REQUIREMENT -
Copy out every record precisely.

SUPPLIED MATERIAL -

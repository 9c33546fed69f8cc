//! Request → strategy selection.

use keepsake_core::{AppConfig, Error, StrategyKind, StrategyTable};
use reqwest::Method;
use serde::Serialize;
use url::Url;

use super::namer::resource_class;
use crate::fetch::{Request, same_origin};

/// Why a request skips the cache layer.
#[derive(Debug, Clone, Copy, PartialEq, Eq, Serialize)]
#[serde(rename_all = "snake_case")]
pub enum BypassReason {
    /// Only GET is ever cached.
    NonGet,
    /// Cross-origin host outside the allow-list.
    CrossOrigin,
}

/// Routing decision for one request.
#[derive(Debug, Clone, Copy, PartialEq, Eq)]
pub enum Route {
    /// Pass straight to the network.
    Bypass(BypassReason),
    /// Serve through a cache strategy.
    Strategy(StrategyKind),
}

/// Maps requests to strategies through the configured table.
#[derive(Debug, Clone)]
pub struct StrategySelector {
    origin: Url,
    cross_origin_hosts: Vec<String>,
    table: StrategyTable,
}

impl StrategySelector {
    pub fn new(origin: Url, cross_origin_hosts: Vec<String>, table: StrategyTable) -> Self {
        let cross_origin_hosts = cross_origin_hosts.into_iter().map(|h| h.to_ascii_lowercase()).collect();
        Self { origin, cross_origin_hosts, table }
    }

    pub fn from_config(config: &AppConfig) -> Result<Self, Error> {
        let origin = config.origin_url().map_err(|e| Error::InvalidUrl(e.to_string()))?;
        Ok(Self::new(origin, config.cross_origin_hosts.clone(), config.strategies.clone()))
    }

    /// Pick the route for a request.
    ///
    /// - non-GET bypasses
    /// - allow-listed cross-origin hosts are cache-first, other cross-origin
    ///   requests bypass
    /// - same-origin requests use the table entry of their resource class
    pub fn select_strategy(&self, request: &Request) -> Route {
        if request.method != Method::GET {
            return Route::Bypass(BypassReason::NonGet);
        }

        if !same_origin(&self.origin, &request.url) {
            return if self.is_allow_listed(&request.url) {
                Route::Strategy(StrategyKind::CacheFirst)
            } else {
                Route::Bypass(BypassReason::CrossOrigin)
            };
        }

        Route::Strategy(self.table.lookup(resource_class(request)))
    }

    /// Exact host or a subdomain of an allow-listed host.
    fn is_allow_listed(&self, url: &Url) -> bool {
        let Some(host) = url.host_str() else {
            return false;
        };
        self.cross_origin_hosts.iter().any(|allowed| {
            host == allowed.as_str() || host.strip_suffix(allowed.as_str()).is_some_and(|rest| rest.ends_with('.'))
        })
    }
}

OUTPUT FOR THIS TASK -
repository 9c33546fed69f8cc
//! Request → strategy selection.

use keepsake_core::{AppConfig, Error, StrategyKind, StrategyTable};
use reqwest::Method;
use serde::Serialize;
use url::Url;

use super::namer::resource_class;
use crate::fetch::{Request, same_origin};

/// Why a request skips the cache layer.
#[derive(Debug, Clone, Copy, PartialEq, Eq, Serialize)]
#[serde(rename_all = "snake_case")]
pub enum BypassReason {
    /// Only GET is ever cached.
    NonGet,
    /// Cross-origin host outside the allow-list.
    CrossOrigin,
}

/// Routing decision for one request.
#[derive(Debug, Clone, Copy, PartialEq, Eq)]
pub enum Route {
    /// Pass straight to the network.
    Bypass(BypassReason),
    /// Serve through a cache strategy.
    Strategy(StrategyKind),
}

/// Maps requests to strategies through the configured table.
#[derive(Debug, Clone)]
pub struct StrategySelector {
    origin: Url,
    cross_origin_hosts: Vec<String>,
    table: StrategyTable,
}

impl StrategySelector {
    pub fn new(origin: Url, cross_origin_hosts: Vec<String>, table: StrategyTable) -> Self {
        let cross_origin_hosts = cross_origin_hosts.into_iter().map(|h| h.to_ascii_lowercase()).collect();
        Self { origin, cross_origin_hosts, table }
    }

    pub fn from_config(config: &AppConfig) -> Result<Self, Error> {
        let origin = config.origin_url().map_err(|e| Error::InvalidUrl(e.to_string()))?;
        Ok(Self::new(origin, config.cross_origin_hosts.clone(), config.strategies.clone()))
    }

    /// Pick the route for a request.
    ///
    /// - non-GET bypasses
    /// - allow-listed cross-origin hosts are cache-first, other cross-origin
    ///   requests bypass
    /// - same-origin requests use the table entry of their resource class
    pub fn select_strategy(&self, request: &Request) -> Route {
        if request.method != Method::GET {
            return Route::Bypass(BypassReason::NonGet);
        }

        if !same_origin(&self.origin, &request.url) {
            return if self.is_allow_listed(&request.url) {
                Route::Strategy(StrategyKind::CacheFirst)
            } else {
                Route::Bypass(BypassReason::CrossOrigin)
            };
        }

        Route::Strategy(self.table.lookup(resource_class(request)))
    }

    /// Exact host or a subdomain of an allow-listed host.
    fn is_allow_listed(&self, url: &Url) -> bool {
        let Some(host) = url.host_str() else {
            return false;
        };
        self.cross_origin_hosts.iter().any(|allowed| {
            host == allowed.as_str() || host.strip_suffix(allowed.as_str()).is_some_and(|rest| rest.ends_with('.'))
        })
    }
}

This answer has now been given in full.